In this edition of our Big Data Roundup, we've got news from LinkedIn, AtScale, Hortonworks, and more. Plus, we have a look at a new project that could help you apply artificial intelligence (AI) to find the movie that you've been looking for -- even if you can't remember its title.
First, let's look at news from Hortonworks, one of the three big Hadoop distribution companies. On March 1 the company announced what it says is a comprehensive strategy that includes a new distribution approach for Apache Hadoop and updates to other Apache initatives for data streaming. These advancements go across the company's Connected Data Platforms including Hortonworks Data Platform (HDP) and Hortonworks DataFlow (HDF).
Starting with the release of Hortonworks Data Platform 2.4 on March 1 and including all future releases, the company is committing to two new release cadences. Core Apache Hadoop components -- including HDFS, MapReduce, and Yarn, plus Apache Zookeeper -- will be updated annually and aligned with the ODPi consortium, the company said.
In addition, extended services, including Spark, Hive, HBase, Ambari, and others, which run on top of the Core, will be released continually throughout the year to "match the pace of innovation occurring within each project team in the community," Hortonworks said in a statement.
The company also announced advancements to its DataFlow 1.2 streaming analytics for real-time streaming platform. HDF 1.2 now integrates streaming analytics engines Apache Kafka and Apache Storm, according to Hortonworks.

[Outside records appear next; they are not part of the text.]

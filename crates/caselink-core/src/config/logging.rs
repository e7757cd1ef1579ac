//! Logging configuration.

use serde::{Deserialize, Serialize};
use tracing_subscriber::EnvFilter;

/// Logging and tracing configuration.
#[derive(Debug, Clone, Serialize, Deserialize)]
pub struct LoggingConfig {
    /// Log level: `"trace"`, `"debug"`, `"info"`, `"warn"`, `"error"`.
    #[serde(default = "default_level")]
    pub level: String,
    /// Log format: `"json"` or `"pretty"`.
    #[serde(default = "default_format")]
    pub format: String,
}

impl Default for LoggingConfig {
    fn default() -> Self {
        Self {
            level: default_level(),
            format: default_format(),
        }
    }
}

impl LoggingConfig {
    /// Initialize the global tracing subscriber from this configuration.
    ///
    /// `RUST_LOG` takes precedence over the configured level when set.
    pub fn init(&self) {
        let filter = EnvFilter::try_from_default_env()
            .unwrap_or_else(|_| EnvFilter::new(self.level.clone()));

        if self.format == "json" {
            tracing_subscriber::fmt()
                .with_env_filter(filter)
                .json()
                .init();
        } else {
            tracing_subscriber::fmt().with_env_filter(filter).init();
        }
    }
}

fn default_level() -> String {
    "info".to_string()
}

fn default_format() -> String {
    "json".to_string()
}
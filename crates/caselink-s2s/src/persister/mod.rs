//! Data persisters: idempotent absorption of processed share packages.
//!
//! Persisters match incoming entities against existing local copies by their
//! stable external uuid. A re-received entity keeps its local primary key and
//! its provenance record's identity; everything else is updated in place, so
//! re-sends never create duplicates. All writes of a batch go through one
//! atomic [`crate::store::EntityStore::apply`] call.
//!
//! A person appearing more than once in a batch — or already known locally —
//! keeps a single identity: every entity referencing that person's uuid is
//! written with the same person primary key.

mod case;
mod contact;

pub use case::ProcessedCaseDataPersister;
pub use contact::ProcessedContactDataPersister;

use std::collections::HashMap;

use uuid::Uuid;

use caselink_entity::case::Case;
use caselink_entity::contact::Contact;

use crate::store::WriteSet;

pub(crate) fn merge_case_identity(incoming: &mut Case, existing: &Case) {
    incoming.id = existing.id;
    incoming.person.id = existing.person.id;
    merge_origin_identity(incoming.origin_info.as_mut(), existing);
}

pub(crate) fn merge_contact_identity(incoming: &mut Contact, existing: &Contact) {
    incoming.id = existing.id;
    incoming.person.id = existing.person.id;
    if let (Some(incoming_origin), Some(existing_origin)) =
        (incoming.origin_info.as_mut(), existing.origin_info.as_ref())
    {
        incoming_origin.id = existing_origin.id;
        incoming_origin.creation_date = existing_origin.creation_date;
    }
}

/// Give every entity of the write set referencing the same person uuid the
/// same person primary key. `known` is pre-seeded with the person ids of
/// entities that matched an existing local copy, so a locally known person
/// always wins over a freshly generated id.
pub(crate) fn unify_person_identity(writes: &mut WriteSet, known: &mut HashMap<String, Uuid>) {
    for case in &mut writes.cases {
        let id = *known
            .entry(case.person.uuid.clone())
            .or_insert(case.person.id);
        case.person.id = id;
    }
    for contact in &mut writes.contacts {
        let id = *known
            .entry(contact.person.uuid.clone())
            .or_insert(contact.person.id);
        contact.person.id = id;
    }
}

fn merge_origin_identity(
    incoming: Option<&mut caselink_entity::share::OriginInfo>,
    existing: &Case,
) {
    if let (Some(incoming_origin), Some(existing_origin)) =
        (incoming, existing.origin_info.as_ref())
    {
        incoming_origin.id = existing_origin.id;
        incoming_origin.creation_date = existing_origin.creation_date;
    }
}
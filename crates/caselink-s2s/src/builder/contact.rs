//! Contact share data builder.

use std::sync::Arc;

use caselink_core::AppResult;
use caselink_entity::contact::Contact;
use caselink_entity::sample::Sample;
use caselink_entity::user::User;

use crate::dto::ContactShareDto;
use crate::options::ShareOptions;
use crate::pseudonymizer::Pseudonymizer;
use crate::store::EntityStore;

use super::{contact_to_dto, origin_info_dto, person_to_dto, sample_to_dto};

/// A built contact package entry with its dependent entities.
pub struct ContactShareData {
    /// The wire DTO.
    pub dto: ContactShareDto,
    /// Samples included in the package.
    pub samples: Vec<Sample>,
}

/// Builds share packages for contacts.
pub struct ContactShareDataBuilder {
    store: Arc<dyn EntityStore>,
    pseudonymizer: Arc<dyn Pseudonymizer>,
    sender_organization_id: String,
}

impl ContactShareDataBuilder {
    /// Create a new builder.
    pub fn new(
        store: Arc<dyn EntityStore>,
        pseudonymizer: Arc<dyn Pseudonymizer>,
        sender_organization_id: impl Into<String>,
    ) -> Self {
        Self {
            store,
            pseudonymizer,
            sender_organization_id: sender_organization_id.into(),
        }
    }

    /// Assemble the share package for one contact.
    pub async fn build_share_data(
        &self,
        contact: &Contact,
        user: &User,
        options: &ShareOptions,
    ) -> AppResult<ContactShareData> {
        let samples = if options.with_samples {
            self.store.samples_for_contact(&contact.uuid).await?
        } else {
            Vec::new()
        };

        let mut person = person_to_dto(&contact.person);
        if options.pseudonymize_personal_data {
            self.pseudonymizer.pseudonymize(&mut person, false);
        }

        let dto = ContactShareDto {
            contact: contact_to_dto(contact, person),
            samples: samples.iter().map(sample_to_dto).collect(),
            origin_info: origin_info_dto(&self.sender_organization_id, user, options),
        };

        Ok(ContactShareData { dto, samples })
    }
}
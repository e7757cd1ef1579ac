//! Storage ports consumed by the sharing protocol.
//!
//! The protocol reads entities by their stable external identifier and
//! writes through idempotent upserts. Implementations live in
//! `caselink-database`; tests use in-memory fakes.

use async_trait::async_trait;

use caselink_core::AppResult;
use caselink_core::types::{PageRequest, PageResponse};
use caselink_entity::case::Case;
use caselink_entity::contact::Contact;
use caselink_entity::sample::Sample;
use caselink_entity::share::{ShareInfo, ShareInfoCriteria};

/// A batch of upserts applied in one transaction.
///
/// Entities carry their provenance (`origin_info`) inline; upserting an
/// entity that already exists updates it and its provenance in place,
/// matched by the stable external uuid.
#[derive(Debug, Clone, Default)]
pub struct WriteSet {
    /// Cases to upsert.
    pub cases: Vec<Case>,
    /// Contacts to upsert.
    pub contacts: Vec<Contact>,
    /// Samples to upsert.
    pub samples: Vec<Sample>,
}

impl WriteSet {
    /// Whether the write set contains nothing.
    pub fn is_empty(&self) -> bool {
        self.cases.is_empty() && self.contacts.is_empty() && self.samples.is_empty()
    }
}

/// Entity reads and the atomic batch write used by the protocol.
#[async_trait]
pub trait EntityStore: Send + Sync {
    /// Cases by external uuid, in input order; missing uuids are skipped.
    async fn cases_by_uuids(&self, uuids: &[String]) -> AppResult<Vec<Case>>;

    /// Contacts by external uuid, in input order; missing uuids are skipped.
    async fn contacts_by_uuids(&self, uuids: &[String]) -> AppResult<Vec<Contact>>;

    /// Contacts linked to the given case.
    async fn contacts_for_case(&self, case_uuid: &str) -> AppResult<Vec<Contact>>;

    /// Samples of the given case.
    async fn samples_for_case(&self, case_uuid: &str) -> AppResult<Vec<Sample>>;

    /// Samples of the given contact.
    async fn samples_for_contact(&self, contact_uuid: &str) -> AppResult<Vec<Sample>>;

    /// Apply all writes in a single transaction: either every entity of the
    /// set is visible afterwards, or none is.
    async fn apply(&self, writes: WriteSet) -> AppResult<()>;
}

/// The append-only outbound share ledger.
#[async_trait]
pub trait ShareLedger: Send + Sync {
    /// Append all rows atomically: a batch gets a ledger row per shared
    /// entity, or none at all.
    async fn append(&self, rows: Vec<ShareInfo>) -> AppResult<()>;

    /// List ledger rows matching the criteria, newest first.
    async fn list(
        &self,
        criteria: &ShareInfoCriteria,
        page: &PageRequest,
    ) -> AppResult<PageResponse<ShareInfo>>;
}
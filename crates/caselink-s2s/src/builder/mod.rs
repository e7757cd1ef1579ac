//! Share data builders: assemble self-contained share packages.
//!
//! A builder produces the primary DTO plus all dependent entities converted
//! to their own shareable DTOs, applying field visibility and
//! pseudonymization before the package leaves the process. Builders read
//! from storage but never write.

mod case;
mod contact;

pub use case::{CaseShareData, CaseShareDataBuilder};
pub use contact::{ContactShareData, ContactShareDataBuilder};

use caselink_entity::contact::Contact;
use caselink_entity::person::Person;
use caselink_entity::sample::Sample;
use caselink_entity::user::User;

use crate::dto::{ContactDataDto, OriginInfoDto, PersonDto, SampleDto};
use crate::options::ShareOptions;

pub(crate) fn person_to_dto(person: &Person) -> PersonDto {
    PersonDto {
        uuid: person.uuid.clone(),
        first_name: person.first_name.clone(),
        last_name: person.last_name.clone(),
        sex: person.sex,
        birth_date: person.birth_date,
        phone: person.phone.clone(),
        email_address: person.email_address.clone(),
    }
}

pub(crate) fn sample_to_dto(sample: &Sample) -> SampleDto {
    SampleDto {
        uuid: sample.uuid.clone(),
        associated_case_uuid: sample.associated_case_uuid.clone(),
        associated_contact_uuid: sample.associated_contact_uuid.clone(),
        sample_material: sample.sample_material,
        sample_date: sample.sample_date,
        lab_name: sample.lab_name.clone(),
    }
}

pub(crate) fn contact_to_dto(contact: &Contact, person: PersonDto) -> ContactDataDto {
    ContactDataDto {
        uuid: contact.uuid.clone(),
        case_uuid: contact.case_uuid.clone(),
        disease: contact.disease,
        contact_classification: contact.contact_classification,
        contact_status: contact.contact_status,
        report_date: contact.report_date,
        region: contact.region.clone(),
        person,
    }
}

pub(crate) fn origin_info_dto(
    sender_organization_id: &str,
    user: &User,
    options: &ShareOptions,
) -> OriginInfoDto {
    OriginInfoDto {
        organization_id: sender_organization_id.to_string(),
        sender_name: user.name.clone(),
        sender_email: user.email.clone(),
        sender_phone: user.phone.clone(),
        ownership_handed_over: options.hand_over_ownership,
        comment: options.comment.clone(),
    }
}
//! Person entity model.

use chrono::NaiveDate;
use serde::{Deserialize, Serialize};
use uuid::Uuid;

/// Biological sex of a person.
#[derive(Debug, Clone, Copy, PartialEq, Eq, Serialize, Deserialize)]
#[serde(rename_all = "snake_case")]
pub enum Sex {
    Male,
    Female,
    Other,
    Unknown,
}

/// A person associated with a case or contact.
#[derive(Debug, Clone, PartialEq, Serialize, Deserialize)]
pub struct Person {
    /// Local primary key.
    pub id: Uuid,
    /// Stable external identifier, shared across instances.
    pub uuid: String,
    /// First name.
    pub first_name: String,
    /// Last name.
    pub last_name: String,
    /// Sex.
    pub sex: Option<Sex>,
    /// Date of birth.
    pub birth_date: Option<NaiveDate>,
    /// Phone number.
    pub phone: Option<String>,
    /// Email address.
    pub email_address: Option<String>,
}

impl Person {
    /// Create a minimal person with a fresh external identifier.
    pub fn new(first_name: impl Into<String>, last_name: impl Into<String>) -> Self {
        Self {
            id: Uuid::new_v4(),
            uuid: Uuid::new_v4().to_string(),
            first_name: first_name.into(),
            last_name: last_name.into(),
            sex: None,
            birth_date: None,
            phone: None,
            email_address: None,
        }
    }
}
//! Inter-instance sharing configuration.

use serde::{Deserialize, Serialize};

/// Configuration for the inter-instance sharing protocol.
///
/// The `organizations` list is the local copy of the organization directory:
/// every counterpart instance this deployment may exchange data with, together
/// with the key material and credentials needed to reach it.
#[derive(Debug, Clone, Serialize, Deserialize)]
pub struct SharingConfig {
    /// Identifier of the local organization, as known to counterpart instances.
    pub own_organization_id: String,
    /// Display name of the local organization.
    pub own_organization_name: String,
    /// Base64-encoded X25519 secret key of the local organization.
    pub own_secret_key: String,
    /// Fixed service-account user name used for HTTP Basic auth between instances.
    #[serde(default = "default_service_user")]
    pub service_user_name: String,
    /// Request timeout for outbound share calls, in seconds.
    #[serde(default = "default_request_timeout")]
    pub request_timeout_seconds: u64,
    /// Known counterpart organizations.
    #[serde(default)]
    pub organizations: Vec<OrganizationEntry>,
}

/// A single counterpart organization in the configured directory.
#[derive(Debug, Clone, Serialize, Deserialize)]
pub struct OrganizationEntry {
    /// Stable organization identifier.
    pub id: String,
    /// Display name shown when selecting a share target.
    pub name: String,
    /// Hostname (and optional port) of the counterpart instance.
    pub host_name: String,
    /// Password of the sharing service account on the counterpart instance.
    pub rest_user_password: String,
    /// Base64-encoded X25519 public key of the counterpart organization.
    pub public_key: String,
}

fn default_service_user() -> String {
    "s2s-service".to_string()
}

fn default_request_timeout() -> u64 {
    30
}
//! Case data persister.

use std::sync::Arc;

use caselink_core::AppResult;

use crate::processor::ProcessedCaseData;
use crate::store::{EntityStore, WriteSet};

use std::collections::HashMap;

use uuid::Uuid;

use super::{merge_case_identity, merge_contact_identity, unify_person_identity};

/// Persists processed case packages.
pub struct ProcessedCaseDataPersister {
    store: Arc<dyn EntityStore>,
}

impl ProcessedCaseDataPersister {
    /// Create a new persister.
    pub fn new(store: Arc<dyn EntityStore>) -> Self {
        Self { store }
    }

    /// Persist a whole batch of processed case packages atomically.
    ///
    /// Entities already known locally (matched by external uuid) are updated
    /// in place, keeping their local primary key and the identity of their
    /// provenance record.
    pub async fn persist_batch(&self, batch: Vec<ProcessedCaseData>) -> AppResult<()> {
        let case_uuids: Vec<String> = batch.iter().map(|data| data.case.uuid.clone()).collect();
        let contact_uuids: Vec<String> = batch
            .iter()
            .flat_map(|data| data.associated_contacts.iter().map(|c| c.uuid.clone()))
            .collect();

        let existing_cases = self.store.cases_by_uuids(&case_uuids).await?;
        let existing_contacts = self.store.contacts_by_uuids(&contact_uuids).await?;

        let mut known_persons: HashMap<String, Uuid> = existing_cases
            .iter()
            .map(|c| (c.person.uuid.clone(), c.person.id))
            .chain(
                existing_contacts
                    .iter()
                    .map(|c| (c.person.uuid.clone(), c.person.id)),
            )
            .collect();

        let mut writes = WriteSet::default();
        for data in batch {
            let mut case = data.case;
            if let Some(existing) = existing_cases.iter().find(|c| c.uuid == case.uuid) {
                merge_case_identity(&mut case, existing);
            }
            writes.cases.push(case);

            for mut contact in data.associated_contacts {
                if let Some(existing) = existing_contacts.iter().find(|c| c.uuid == contact.uuid) {
                    merge_contact_identity(&mut contact, existing);
                }
                writes.contacts.push(contact);
            }

            writes.samples.extend(data.samples);
        }

        unify_person_identity(&mut writes, &mut known_persons);

        self.store.apply(writes).await
    }
}
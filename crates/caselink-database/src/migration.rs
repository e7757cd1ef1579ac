//! Schema migrations for the surveillance database.

use sqlx::PgPool;
use tracing::info;

use caselink_core::error::{AppError, ErrorKind};

/// Apply all pending migrations from the workspace `migrations/` directory.
///
/// Runs on startup before any repository touches the pool.
pub async fn run_migrations(pool: &PgPool) -> Result<(), AppError> {
    info!("Applying schema migrations");

    sqlx::migrate!("../../migrations")
        .run(pool)
        .await
        .map_err(|e| {
            AppError::with_source(
                ErrorKind::Database,
                format!("Failed to run migrations: {e}"),
                e,
            )
        })?;

    info!("Schema is up to date");
    Ok(())
}
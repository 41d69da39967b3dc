//! Linear resampling of a trace onto a new time axis.

use super::time_axis::TimeAxis;
use crate::util::{is_undefined, UNDEF};

/// Resample `trace` (sampled on `old`) onto `new`.
///
/// Output samples outside the old axis range are undefined. A sample whose
/// bracketing pair contains an undefined value is undefined as well: the
/// sentinel is never interpolated across. Interpolation runs in f64, the
/// result is cast back to f32.
pub fn resample_trace(trace: &[f32], old: TimeAxis, new: TimeAxis) -> Vec<f32> {
    debug_assert_eq!(trace.len(), old.n_samples as usize);
    let n_old = old.n_samples as usize;
    (0..new.n_samples)
        .map(|k| {
            let t = new.sample_time(k);
            let idx = (t - old.origin) / old.step;
            if idx < 0.0 || idx > (n_old - 1) as f64 {
                return UNDEF;
            }
            let i = idx.floor() as usize;
            let alpha = idx - i as f64;
            if i == n_old - 1 {
                return trace[i];
            }
            if is_undefined(trace[i]) || is_undefined(trace[i + 1]) {
                return UNDEF;
            }
            (f64::from(trace[i]) * (1.0 - alpha) + f64::from(trace[i + 1]) * alpha) as f32
        })
        .collect()
}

Finally, the company announced a joint collaboration with Hewlett-Packard Enterprise to optimize enterprise Spark performance.
LinkedIn's Newest Open Source Contribution
Meanwhile, career social media network LinkedIn has made another one of its data projects open source. The company has announced that its WhereHows technology, which it developed for internal use as a way to collect and manage the metadata for its gigantic network of data, will now be available under the Apache open source license.
LinkedIn is no stranger to contributing projects to the Apache Software Foundation. Apache Kafka is another important project developed by LinkedIn and contributed to open source.
Gartner Magic Quadrant For Data Warehouse
Speaking of the Apache Software Foundation, the big three Apache Hadoop distribution companies for the first time all made it into the Gartner Magic Quadrant for Data Warehouse and Data Management Solutions for Analytics. Cloudera, Hortonworks, and MapR were all clustered in the Visionaries Quadrant. The data warehouse report for 2016 was the first that included Hortonworks. Last year, Cloudera and MapR appeared in the Challengers Quadrant.
BI Meets Big Data
And while big data has offered the exciting promise of new data sets driving new insights, traditional business intelligence tools have not been able to directly connect to big data infrastructure systems such as Hadoop. Startup AtScale set out to change that a few years ago by creating a way for business analysts to use their traditional tools to query Hadoop-based data. And after pioneering this approach, the company has released a benchmark that reveals which big data engines are most appropriate for which business intelligence tasks. Not all workloads are created equal, the report finds, with some tools excelling at small data and fast queries while others offer greater stability for a large number of concurrent users.
Finally, this week Engadget reports on a new AI project that can help you find that movie or video that you've been looking for, even if you've forgotten the title. A project out of Finland called Val.ai can identify over a thousand qualities of a movie from any video stream automatically, including emotions, locations, and specific objects, the site reports. And there's a Web-based version of it, too, although Engadget reports imperfect results.